Была и другая форма публичного поединка для решения спора, это так называемый «поединок на острове», который отличался более четкими условиями и правилами. Для поединка выбиралось ровное возвышенное место, островок или мыс, вдающийся в море, реку или озеро. Такое место иногда заранее утверждалось на тинге18. Выбор места для законного поединка был не случаен. Тот, кто терпел поражение и погибал, признавался виновным, и предписывалось хоронить преступника там, где «встречаются морская волна и зеленый дерн», т. е. на берегу моря.

Известно, что законоговоритель Скафти, который в 1004 г. учредил третейский (Пятый) суд, отменил поединки как способ решения спорных дел19, но в народе этот способ продолжал бытовать, так что даже суды еще выносили такие решения. Например, на тинге, где разбиралось дело о смерти Кьяртана, убийца был объявлен вне закона, причем одному из истцов разрешили осуществить «кровную месть» немедленно20.

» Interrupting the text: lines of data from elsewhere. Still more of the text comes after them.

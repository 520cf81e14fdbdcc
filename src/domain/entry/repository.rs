use async_trait::async_trait;
use chrono::{DateTime, Utc};

use super::Entry;
use crate::domain::DomainResult;

/// Equality/range predicates understood by entry stores.
#[derive(Debug, Clone, Default)]
pub struct EntryQuery {
    /// Strictly greater than
    pub updated_after: Option<DateTime<Utc>>,
    pub checkpoint_id: Option<String>,
}

impl EntryQuery {
    pub fn all() -> Self {
        Self::default()
    }

    pub fn updated_after(since: DateTime<Utc>) -> Self {
        Self {
            updated_after: Some(since),
            ..Self::default()
        }
    }
}

#[async_trait]
pub trait EntryRepository: Send + Sync {
    async fn find_by_record_id(&self, record_id: &str) -> DomainResult<Option<Entry>>;

    /// Inserts or fully replaces the record keyed by `record_id`.
    async fn upsert(&self, entry: Entry) -> DomainResult<()>;

    /// Matching entries ordered by `updated_at`, then `record_id`.
    async fn list(&self, query: &EntryQuery) -> DomainResult<Vec<Entry>>;
}
//! Storage implementations that live outside the relational database

mod memory;

pub use memory::InMemoryStore;
//! Database entities module

pub mod checkpoint;
pub mod credential;
pub mod entry;
pub mod user;

pub use checkpoint::Entity as Checkpoint;
pub use credential::Entity as Credential;
pub use entry::Entity as Entry;
pub use user::Entity as User;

Поединок того времени можно рассматривать и как наследие «божьего суда» языческих времен (которые, собственно, еще не полностью и миновали), что в виде ордалий вошли и в средневековый мир. Но в эпоху викингов все еще применялись методы, которые несли на себе более явные следы языческого правосудия, — «очистительные испытания», которые тогда, видимо, уже не считались вполне законными. Адам Бременский в общих чертах упоминает об этом, повествуя о капище21. В «Саге о людях из Лососьей Долины» об «очистительных испытаниях» говорится в связи с тяжбой на тинге из-за убийства Кьяртана. Там как раз сказано, что в отношении виновного необходимо обходиться вирой и положенным [по суду] наказанием, а не прибегать к незаконным кровавым мерам22.

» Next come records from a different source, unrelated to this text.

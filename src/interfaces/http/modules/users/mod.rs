//! Users module: admin user management

pub mod dto;
pub mod handlers;

pub use dto::*;
pub use handlers::*;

Обычно испытание производилось с помощью раскаленного железа. Перевязав сожженное место, обычно руку, через определенный срок осматривали, чтобы узнать, зажила ли она. Такой метод применялся при подозрениях в воровстве и колдовстве, претензиях на наследство и др., и он существовал в Норвегии еще в XIII в. Как известно, в 1215 г. папа своим постановлением запретил испытание железом. Однако еще в 1247 г. специальный папский указ, который доводил до Норвегии легат пап, кардинал Виллихельм Сабинский, запрещал применение в стране «божьего суда».

Но чуть не до XIV в. испытание железом и водой нет-нет да применялось в Скандинавии.

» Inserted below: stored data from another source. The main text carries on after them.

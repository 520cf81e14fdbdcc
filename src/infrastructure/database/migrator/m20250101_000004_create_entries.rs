//! Create entries table migration
//!
//! No foreign keys: entries reference checkpoints and users by id only and
//! outlive both.

use sea_orm_migration::prelude::*;

#[derive(DeriveMigrationName)]
pub struct Migration;

#[async_trait::async_trait]
impl MigrationTrait for Migration {
    async fn up(&self, manager: &SchemaManager) -> Result<(), DbErr> {
        manager
            .create_table(
                Table::create()
                    .table(Entries::Table)
                    .if_not_exists()
                    .col(
                        ColumnDef::new(Entries::RecordId)
                            .string()
                            .not_null()
                            .primary_key(),
                    )
                    .col(ColumnDef::new(Entries::CheckpointId).string().not_null())
                    .col(ColumnDef::new(Entries::EntryType).string_len(20).not_null())
                    .col(ColumnDef::new(Entries::LoggingUserId).string().not_null())
                    .col(
                        ColumnDef::new(Entries::ClientTimestamp)
                            .timestamp_with_time_zone()
                            .not_null(),
                    )
                    .col(
                        ColumnDef::new(Entries::CreatedAt)
                            .timestamp_with_time_zone()
                            .not_null(),
                    )
                    .col(
                        ColumnDef::new(Entries::UpdatedAt)
                            .timestamp_with_time_zone()
                            .not_null(),
                    )
                    .col(
                        ColumnDef::new(Entries::Status)
                            .string_len(20)
                            .not_null()
                            .default("ACTIVE"),
                    )
                    .col(
                        ColumnDef::new(Entries::Payload)
                            .text()
                            .not_null()
                            .default("{}"),
                    )
                    .to_owned(),
            )
            .await?;

        // Pull filters on updated_at
        manager
            .create_index(
                Index::create()
                    .name("idx_entries_updated_at")
                    .table(Entries::Table)
                    .col(Entries::UpdatedAt)
                    .to_owned(),
            )
            .await?;

        manager
            .create_index(
                Index::create()
                    .name("idx_entries_logging_user_id")
                    .table(Entries::Table)
                    .col(Entries::LoggingUserId)
                    .to_owned(),
            )
            .await?;

        manager
            .create_index(
                Index::create()
                    .name("idx_entries_checkpoint_id")
                    .table(Entries::Table)
                    .col(Entries::CheckpointId)
                    .to_owned(),
            )
            .await?;

        Ok(())
    }

    async fn down(&self, manager: &SchemaManager) -> Result<(), DbErr> {
        manager
            .drop_table(Table::drop().table(Entries::Table).to_owned())
            .await
    }
}

#[derive(Iden)]
pub enum Entries {
    Table,
    RecordId,
    CheckpointId,
    EntryType,
    LoggingUserId,
    ClientTimestamp,
    CreatedAt,
    UpdatedAt,
    Status,
    Payload,
}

Применялись и пытки. Так, «Сага о Названых Братьях» повествует, что на Дымных Холмах в одну из зим вдруг начали совершаться крупные кражи: пропадали сокровища из ларцов, хотя их замки не были повреждены. Обыскали дома всех соседей, и оказалось, что вором был местный кузнец Веглаг, свободный работник Иллуги Черного сына Арни. Делая замки для ларцов и сундуков для всей округи, он оставлял себе дубликаты ключей. «Его вынудили сказать правду под пыткой», и он показал места, где прятал ворованное. Решили было его повесить, потом ему приказали уехать навсегда. Веглаг добрался до Шотландии «и сделался там знаменитым вором; в конце концов его там убили»23.

В этом эпизоде главными действующими лицами, которые ведут расследование, являются соседи. И действительно, ведь именно они лучше всех знали о неблаговидных поступках и преступлениях, которые совершались в округе, являясь самыми важными свидетелями в таких случаях, так же как именно они раньше всех остальных привлекались к расследованиям, ведущимся на тинге.

Любая тяжба, благополучно доведенная до конца на тинге любой степени, подытоживалась путем вынесения приговора, который объявлял один из судей, а в ландах и лёгах — лагман. И они же назначали наказание, если между сторонами не было какой-либо договоренности.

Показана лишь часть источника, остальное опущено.